2. Do you believe Corvina is really trying to protect Mr. Penumbra from failure, or do you think he’s trying to protect the fellowship?
3. Do you think the code is too powerful to be broken, or do you think there is no code? Is this a test of faith? What does Corvina know?
Come back next Friday to discuss the last of the book. See you then!
—Maura
Part 3: The Tower and and the Epilogue (Spoiler Alert!)
With the failure of the Great Decoding Project, Clay is back at square one, or even square negative one, since Mr. Penumbra is gone, he’s on the outs with Kat, and the San Francisco Unbroken Spine novices are about to join Corvina in New York City. But for what? Is there really a code in Manutius that can be deciphered? Clay blames himself for the failures all around. (By the way, I’ve read some reviews that took author Robin Sloan to task for glorifying Google, but I didn’t get that sense; I thought he definitely expressed admiration for the company, but he skewered it as well. What do you think?)
In the meantime, The Dragon-Song Chronicles Part III—written by a member of the fellowship, Clark Moffat—seems to mirror Clay’s thoughts. In fact, he realizes the books are very much connected to the goings-on at the Unbroken Spine when he stumbles upon a clue in the audiobook, a line that was not in the printed version.
Why do you think Clay uses a written letter—a most retro form of communication if ever there was one—to get in touch with Edgar Deckle (any odes to the Unbroken Spine aside)? And doesn’t he seem disappointed when Deckle doesn’t respond in kind?
In any case, Deckle and Clay have a rather surprising video chat—surprising because (1) Deckle isn’t mad about the Google code-busting attempt, (2) he refuses to give Clay info on how to locate Mr. Penumbra, but (3) he’s willing to trade it for the completion of a seemingly impossible task: finding small pieces of Gerritszoon type stolen a hundred years ago. A crazy quest (but one that would certainly appeal to a devotee of The Dragon-Song Chronicles).
And yet, using a combination of old-fashion brainpower and newfangled computer might, the punches are located in the blandly everyday warehouses of Consolidated Universal Long-Term Storage (in a scene out of Raiders of the Lost Ark, where the powerful ark itself is packed away in some anonymous government facility). It’s on his return to San Francisco from rescuing the type punches that Clay realizes what The Dragon-Song Chronicles Part III really is: the codex vitae of Clark Moffat.

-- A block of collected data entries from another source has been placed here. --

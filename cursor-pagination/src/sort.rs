//! Sort specifications for paginated queries
//!
//! A [`SortSpec`] is an ordered list of field paths, each with a
//! [`SortDirection`]. The order of the entries is significant: earlier fields
//! take precedence and later fields break ties between records that are equal
//! on every earlier field.
//!
//! # Example
//!
//! ```rust
//! use cursor_pagination::sort::{SortDirection, SortSpec};
//!
//! let sort = SortSpec::new().desc("date").asc("id");
//! assert_eq!(sort.direction("date"), Some(SortDirection::Descending));
//! assert_eq!(sort.keys().collect::<Vec<_>>(), vec!["date", "id"]);
//!
//! // Mongoose-style shorthand
//! assert_eq!(SortSpec::parse("-date id"), sort);
//! ```

use std::fmt;

use serde::{Deserialize, Serialize};

/// Direction for ordering results
///
/// # Example
///
/// ```rust
/// use cursor_pagination::sort::SortDirection;
///
/// assert_eq!(format!("{}", SortDirection::Ascending), "asc");
/// assert_eq!(SortDirection::Descending.reversed(), SortDirection::Ascending);
/// ```
#[derive(Debug, Clone, Copy, PartialEq, Eq, Hash, Default, Serialize, Deserialize)]
#[serde(rename_all = "lowercase")]
pub enum SortDirection {
    /// Sort in ascending order (A-Z, 0-9, oldest first)
    #[default]
    #[serde(alias = "asc")]
    Ascending,
    /// Sort in descending order (Z-A, 9-0, newest first)
    #[serde(alias = "desc")]
    Descending,
}

impl SortDirection {
    /// The opposite direction
    #[must_use]
    pub const fn reversed(self) -> Self {
        match self {
            Self::Ascending => Self::Descending,
            Self::Descending => Self::Ascending,
        }
    }
}

impl fmt::Display for SortDirection {
    fn fmt(&self, f: &mut fmt::Formatter<'_>) -> fmt::Result {
        match self {
            Self::Ascending => write!(f, "asc"),
            Self::Descending => write!(f, "desc"),
        }
    }
}

/// Ordered mapping from field path to sort direction
///
/// Field paths may be dotted (`author.last_name`). Inserting a path that is
/// already present updates its direction without moving it.
#[derive(Debug, Clone, Default, PartialEq, Eq)]
pub struct SortSpec {
    fields: Vec<(String, SortDirection)>,
}

impl SortSpec {
    /// Create an empty sort specification
    #[must_use]
    pub fn new() -> Self {
        Self::default()
    }

    /// Parse the whitespace-separated shorthand used by document stores
    ///
    /// A leading `-` sorts the field descending; a leading `+` or no prefix
    /// sorts it ascending. Bare `-`/`+` tokens are ignored.
    ///
    /// # Example
    ///
    /// ```rust
    /// use cursor_pagination::sort::{SortDirection, SortSpec};
    ///
    /// let sort = SortSpec::parse("-date +author.last_name id");
    /// assert_eq!(sort.len(), 3);
    /// assert_eq!(sort.direction("date"), Some(SortDirection::Descending));
    /// assert_eq!(sort.direction("author.last_name"), Some(SortDirection::Ascending));
    /// ```
    #[must_use]
    pub fn parse(spec: &str) -> Self {
        let mut sort = Self::new();
        for token in spec.split_whitespace() {
            let (path, direction) = match token.strip_prefix('-') {
                Some(path) => (path, SortDirection::Descending),
                None => (
                    token.strip_prefix('+').unwrap_or(token),
                    SortDirection::Ascending,
                ),
            };
            if !path.is_empty() {
                sort.insert(path, direction);
            }
        }
        sort
    }

    /// Append an ascending field
    #[must_use]
    pub fn asc(mut self, path: impl Into<String>) -> Self {
        self.insert(path, SortDirection::Ascending);
        self
    }

    /// Append a descending field
    #[must_use]
    pub fn desc(mut self, path: impl Into<String>) -> Self {
        self.insert(path, SortDirection::Descending);
        self
    }

    /// Insert a field, or update its direction if it is already present
    pub fn insert(&mut self, path: impl Into<String>, direction: SortDirection) {
        let path = path.into();
        match self.fields.iter_mut().find(|(existing, _)| *existing == path) {
            Some(entry) => entry.1 = direction,
            None => self.fields.push((path, direction)),
        }
    }

    /// Append `path` ascending unless it is already part of the specification
    ///
    /// Returns `true` when the field was appended.
    pub fn ensure_tie_breaker(&mut self, path: &str) -> bool {
        if self.contains(path) {
            return false;
        }
        self.fields.push((path.to_owned(), SortDirection::Ascending));
        true
    }

    /// The same fields in the same order with every direction flipped
    #[must_use]
    pub fn reversed(&self) -> Self {
        Self {
            fields: self
                .fields
                .iter()
                .map(|(path, direction)| (path.clone(), direction.reversed()))
                .collect(),
        }
    }

    /// Direction of `path`, if it is part of the specification
    #[must_use]
    pub fn direction(&self, path: &str) -> Option<SortDirection> {
        self.fields
            .iter()
            .find(|(existing, _)| existing == path)
            .map(|(_, direction)| *direction)
    }

    /// Whether `path` is part of the specification
    #[must_use]
    pub fn contains(&self, path: &str) -> bool {
        self.direction(path).is_some()
    }

    /// Field paths in precedence order
    pub fn keys(&self) -> impl Iterator<Item = &str> {
        self.fields.iter().map(|(path, _)| path.as_str())
    }

    /// `(path, direction)` pairs in precedence order
    pub fn iter(&self) -> impl Iterator<Item = (&str, SortDirection)> {
        self.fields
            .iter()
            .map(|(path, direction)| (path.as_str(), *direction))
    }

    /// Number of fields
    #[must_use]
    pub fn len(&self) -> usize {
        self.fields.len()
    }

    /// Whether no field has been specified
    #[must_use]
    pub fn is_empty(&self) -> bool {
        self.fields.is_empty()
    }
}

impl fmt::Display for SortSpec {
    fn fmt(&self, f: &mut fmt::Formatter<'_>) -> fmt::Result {
        for (index, (path, direction)) in self.fields.iter().enumerate() {
            if index > 0 {
                write!(f, " ")?;
            }
            match direction {
                SortDirection::Ascending => write!(f, "{path}")?,
                SortDirection::Descending => write!(f, "-{path}")?,
            }
        }
        Ok(())
    }
}

impl<S: Into<String>> FromIterator<(S, SortDirection)> for SortSpec {
    fn from_iter<I: IntoIterator<Item = (S, SortDirection)>>(iter: I) -> Self {
        let mut sort = Self::new();
        for (path, direction) in iter {
            sort.insert(path, direction);
        }
        sort
    }
}

#[cfg(test)]
mod tests {
    use super::*;

    #[test]
    fn test_sort_direction_display() {
        assert_eq!(format!("{}", SortDirection::Ascending), "asc");
        assert_eq!(format!("{}", SortDirection::Descending), "desc");
    }

    #[test]
    fn test_sort_direction_default() {
        assert_eq!(SortDirection::default(), SortDirection::Ascending);
    }

    #[test]
    fn test_sort_direction_serde() {
        let json = serde_json::to_string(&SortDirection::Descending).unwrap();
        assert_eq!(json, "\"descending\"");
        let parsed: SortDirection = serde_json::from_str("\"asc\"").unwrap();
        assert_eq!(parsed, SortDirection::Ascending);
    }

    #[test]
    fn test_insert_preserves_position() {
        let mut sort = SortSpec::new().asc("a").asc("b");
        sort.insert("a", SortDirection::Descending);
        assert_eq!(sort.keys().collect::<Vec<_>>(), vec!["a", "b"]);
        assert_eq!(sort.direction("a"), Some(SortDirection::Descending));
    }

    #[test]
    fn test_parse_shorthand() {
        let sort = SortSpec::parse("  -date  body +id - ");
        assert_eq!(
            sort.iter().collect::<Vec<_>>(),
            vec![
                ("date", SortDirection::Descending),
                ("body", SortDirection::Ascending),
                ("id", SortDirection::Ascending),
            ]
        );
        assert!(SortSpec::parse("").is_empty());
    }

    #[test]
    fn test_display_round_trips_through_parse() {
        let sort = SortSpec::new().desc("date").asc("id");
        assert_eq!(sort.to_string(), "-date id");
        assert_eq!(SortSpec::parse(&sort.to_string()), sort);
    }

    #[test]
    fn test_ensure_tie_breaker() {
        let mut sort = SortSpec::new().desc("date");
        assert!(sort.ensure_tie_breaker("id"));
        assert!(!sort.ensure_tie_breaker("id"));
        assert_eq!(sort.to_string(), "-date id");

        let mut explicit = SortSpec::new().desc("id").asc("date");
        assert!(!explicit.ensure_tie_breaker("id"));
        assert_eq!(explicit.direction("id"), Some(SortDirection::Descending));
    }

    #[test]
    fn test_reversed() {
        let sort = SortSpec::new().desc("date").asc("id");
        assert_eq!(sort.reversed().to_string(), "date -id");
        assert_eq!(sort.reversed().reversed(), sort);
    }

    #[test]
    fn test_from_iterator() {
        let sort: SortSpec = vec![
            ("date", SortDirection::Descending),
            ("id", SortDirection::Ascending),
        ]
        .into_iter()
        .collect();
        assert_eq!(sort, SortSpec::new().desc("date").asc("id"));
    }
}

Do you think it was a coincidence that Clay ended up at Mr. Penumbra’s bookstore? It’s his combined knowledge of The Dragon-Song Chronicles and the Unbroken Spine that lead him to the big reveal about the code in Manutius (a reveal that’s straight out of Agatha Christie, I might add). And when that moment comes, the message that Clay delivers is sweet and smart but hardly surprising: There is no secret to immortality; we live on through our works and ideas, our thoughts and our words. And the key to life is friendship.

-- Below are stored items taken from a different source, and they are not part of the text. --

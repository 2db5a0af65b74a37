//! Pagination orchestrator
//!
//! Paginating a query is a pure pipeline around a single store round trip:
//!
//! 1. [`Paginator::build_effective_query`] normalizes sort and limit, decodes
//!    the cursors and merges their keyset conditions into the filter. The
//!    caller's query is never modified.
//! 2. The store fetches `page size + 1` records with the effective filter,
//!    sort and limit.
//! 3. [`Paginator::to_connection`] turns the raw records into cursor-tagged
//!    edges and page-info, using the extra record to detect a next page.
//!
//! [`Paginator::execute`] runs all three against a [`RecordStore`], issuing
//! the optional total count concurrently with the page fetch.
//!
//! Queries with a full-text predicate are relevance ranked, so they are passed
//! through untouched and come back with undetermined page-info.
//!
//! # Example
//!
//! ```rust
//! use cursor_pagination::prelude::*;
//! use serde_json::json;
//!
//! # #[tokio::main(flavor = "current_thread")]
//! # async fn main() -> cursor_pagination::Result<()> {
//! let store = MemoryStore::new(Schema::new("id"));
//! store
//!     .insert_many(vec![
//!         json!({"id": uuid::Uuid::now_v7(), "date": 1, "body": "1"}),
//!         json!({"id": uuid::Uuid::now_v7(), "date": 2, "body": "2"}),
//!     ])
//!     .await;
//!
//! let paginator = Paginator::default();
//! let query = Query::find(FilterExpr::all())
//!     .with_sort(SortSpec::parse("-date"))
//!     .with_limit(1);
//!
//! let first = paginator.execute(&store, &query.clone().paginate(None, None)?).await?;
//! assert_eq!(first.results[0].node["body"], "2");
//! assert_eq!(first.page_info.has_next_page, Some(true));
//!
//! let next = first.page_info.next_cursor.as_deref();
//! let second = paginator.execute(&store, &query.paginate(next, None)?).await?;
//! assert_eq!(second.results[0].node["body"], "1");
//! assert_eq!(second.page_info.has_next_page, Some(false));
//! # Ok(())
//! # }
//! ```

use crate::conditions::{cursor_conditions, merge_conditions, Direction};
use crate::config::PaginationConfig;
use crate::connection::{Connection, Edge, PageInfo};
use crate::cursor::{self, Cursor, FieldTypeResolver};
use crate::error::Result;
use crate::filter::{FilterExpr, QueryKind};
use crate::query::PaginatedQuery;
use crate::sort::SortSpec;
use crate::store::{Document, RecordStore};

/// Everything [`Paginator::to_connection`] needs to know about the request
#[derive(Debug, Clone, PartialEq)]
pub struct PaginationContext {
    /// Whether keyset pagination applies
    pub mode: QueryKind,
    /// Records per page; `None` in search mode
    pub page_size: Option<u64>,
    /// Order the caller sees results in, tie-breaker included
    pub display_sort: SortSpec,
    /// Which way the store was traversed
    pub direction: Direction,
    /// Whether an `after` cursor was supplied
    pub after_supplied: bool,
}

/// The query actually sent to the store
#[derive(Debug, Clone, PartialEq)]
pub struct EffectiveQuery {
    /// Caller filter with cursor conditions merged in
    pub filter: FilterExpr,
    /// Fetch order; the display order mirrored when traversing backward
    pub sort: SortSpec,
    /// Fetch limit, one more than the page size
    pub limit: Option<u64>,
    /// Post-processing context
    pub context: PaginationContext,
}

/// Keyset pagination coordinator
///
/// Holds only configuration. Each call works on the values passed in, so one
/// paginator can serve any number of concurrent requests.
#[derive(Debug, Clone, Default)]
pub struct Paginator {
    config: PaginationConfig,
}

impl Paginator {
    /// Create a paginator
    pub fn new(config: PaginationConfig) -> Self {
        Self { config }
    }

    /// Pagination defaults in use
    pub fn config(&self) -> &PaginationConfig {
        &self.config
    }

    /// Derive the store query for `request`
    ///
    /// Every cursor is decoded here, so a bad cursor fails before any I/O.
    ///
    /// # Errors
    ///
    /// [`Error::MalformedCursor`](crate::Error::MalformedCursor) for a cursor
    /// that does not decode and
    /// [`Error::CursorSortMismatch`](crate::Error::CursorSortMismatch) for one
    /// holding a field outside the sort.
    pub fn build_effective_query<R>(
        &self,
        request: &PaginatedQuery,
        resolver: &R,
    ) -> Result<EffectiveQuery>
    where
        R: FieldTypeResolver + ?Sized,
    {
        let query = request.query();

        if query.filter.classify() == QueryKind::FullTextSearch {
            tracing::debug!("full-text search query, skipping cursor pagination");
            return Ok(EffectiveQuery {
                filter: query.filter.clone(),
                sort: query.sort.clone().unwrap_or_default(),
                limit: query.limit,
                context: PaginationContext {
                    mode: QueryKind::FullTextSearch,
                    page_size: None,
                    display_sort: SortSpec::new(),
                    direction: Direction::Forward,
                    after_supplied: request.after().is_some(),
                },
            });
        }

        let id_field = resolver.identifier_field();
        let mut display_sort = query.sort.clone().unwrap_or_default();
        if display_sort.is_empty() {
            tracing::debug!(field = id_field, "no sort given, sorting by identifier");
        }
        if display_sort.ensure_tie_breaker(id_field) {
            tracing::debug!(field = id_field, "appended identifier tie-breaker to sort");
        }

        let page_size = match query.limit {
            Some(limit) if limit > 0 => limit,
            _ => {
                tracing::debug!(
                    default_limit = self.config.default_limit,
                    "no limit given, using default"
                );
                self.config.default_limit
            }
        };

        let after = request
            .after()
            .map(|token| cursor::decode(token, resolver))
            .transpose()?;
        let before = request
            .before()
            .map(|token| cursor::decode(token, resolver))
            .transpose()?;

        let mut filter = query.filter.clone();
        for (cursor, direction) in [(&after, Direction::Forward), (&before, Direction::Backward)] {
            if let Some(cursor) = cursor {
                let groups = cursor_conditions(cursor, &display_sort, direction)?;
                tracing::debug!(
                    ?direction,
                    groups = groups.len(),
                    "merging cursor conditions into filter"
                );
                filter = merge_conditions(filter, groups);
            }
        }

        let direction = if before.is_some() && after.is_none() {
            Direction::Backward
        } else {
            Direction::Forward
        };
        let sort = match direction {
            Direction::Forward => display_sort.clone(),
            Direction::Backward => display_sort.reversed(),
        };

        Ok(EffectiveQuery {
            filter,
            sort,
            limit: Some(page_size.saturating_add(1)),
            context: PaginationContext {
                mode: QueryKind::Standard,
                page_size: Some(page_size),
                display_sort,
                direction,
                after_supplied: after.is_some(),
            },
        })
    }

    /// Turn raw store results into a [`Connection`]
    ///
    /// `records` must be in the order of [`EffectiveQuery::sort`]. A total
    /// count is dropped in search mode.
    pub fn to_connection<T: Document>(
        &self,
        records: Vec<T>,
        total_count: Option<u64>,
        context: &PaginationContext,
    ) -> Connection<T> {
        let page_size = match (context.mode, context.page_size) {
            (QueryKind::Standard, Some(page_size)) => page_size,
            _ => {
                let results = records.into_iter().map(Edge::uncursored).collect();
                return Connection::new(results, PageInfo::undetermined());
            }
        };

        let mut records = records;
        let has_more = records.len() as u64 > page_size;
        records.truncate(usize::try_from(page_size).unwrap_or(usize::MAX));
        if context.direction == Direction::Backward {
            records.reverse();
        }

        let results: Vec<Edge<T>> = records
            .into_iter()
            .map(|node| {
                let cursor = cursor::encode(&Cursor::from_record(&node, &context.display_sort));
                Edge::new(cursor, node)
            })
            .collect();

        let start_cursor = results.first().and_then(|edge| edge.cursor.clone());
        let next_cursor = if has_more {
            let continuation = match context.direction {
                Direction::Forward => results.last(),
                Direction::Backward => results.first(),
            };
            continuation.and_then(|edge| edge.cursor.clone())
        } else {
            None
        };

        tracing::debug!(
            returned = results.len(),
            page_size,
            has_next_page = has_more,
            direction = ?context.direction,
            "built connection"
        );

        let mut connection = Connection::new(
            results,
            PageInfo {
                has_next_page: Some(has_more),
                has_previous_page: Some(context.after_supplied),
                start_cursor,
                next_cursor,
            },
        );
        connection.total_count = total_count;
        connection
    }

    /// Paginate `request` against `store`
    ///
    /// The total count, when enabled, runs against the caller's original
    /// filter concurrently with the page fetch. The two round trips are not
    /// transactionally linked.
    ///
    /// # Errors
    ///
    /// Anything [`build_effective_query`](Self::build_effective_query)
    /// returns, and [`Error::Store`](crate::Error::Store) for store failures.
    pub async fn execute<S>(
        &self,
        store: &S,
        request: &PaginatedQuery,
    ) -> Result<Connection<S::Record>>
    where
        S: RecordStore,
    {
        let effective = self.build_effective_query(request, store)?;
        let fetch = store.find(&effective.filter, &effective.sort, effective.limit);

        let (records, total_count) = if self.config.include_total_count
            && effective.context.mode == QueryKind::Standard
        {
            let count = store.count(&request.query().filter);
            let (records, total) = futures::try_join!(fetch, count)?;
            (records, Some(total))
        } else {
            (fetch.await?, None)
        };

        Ok(self.to_connection(records, total_count, &effective.context))
    }
}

What did you think of the secret message from Gerritszoon? Were you expecting more? To me, the truth of it is in its utter simplicity.
At its end, we find that friendship is the key to this book, too. Just as Manutius and Gerritszoon prospered from their friendship, so did Clay prosper from his friendships and so will his pals prosper from their friendship with him. Now Clay and Mr. Penumbra will join forces and live at that juncture we read about earlier: of books and technology.
And the last five paragraphs of our story read, to me, like the author talking directly to us: as Robin Sloan, not as Clay Jannon. As someone who works in digital but clearly loves print. As someone who knows what it means to find the exact right book at the exact right time.
Bookies, this concludes not only Mr. Penumbra’s 24-Hour Bookstore but our final book of 2012. We’ll pick up again on the other side of New Year’s, when Catherine Oddenino, the director of business development for RealSimple.com, kicks off discussion of our January book, Where’d You Go, Bernadette, by Maria Semple.
Until then, I wish you all happy, peaceful, and joyous holidays.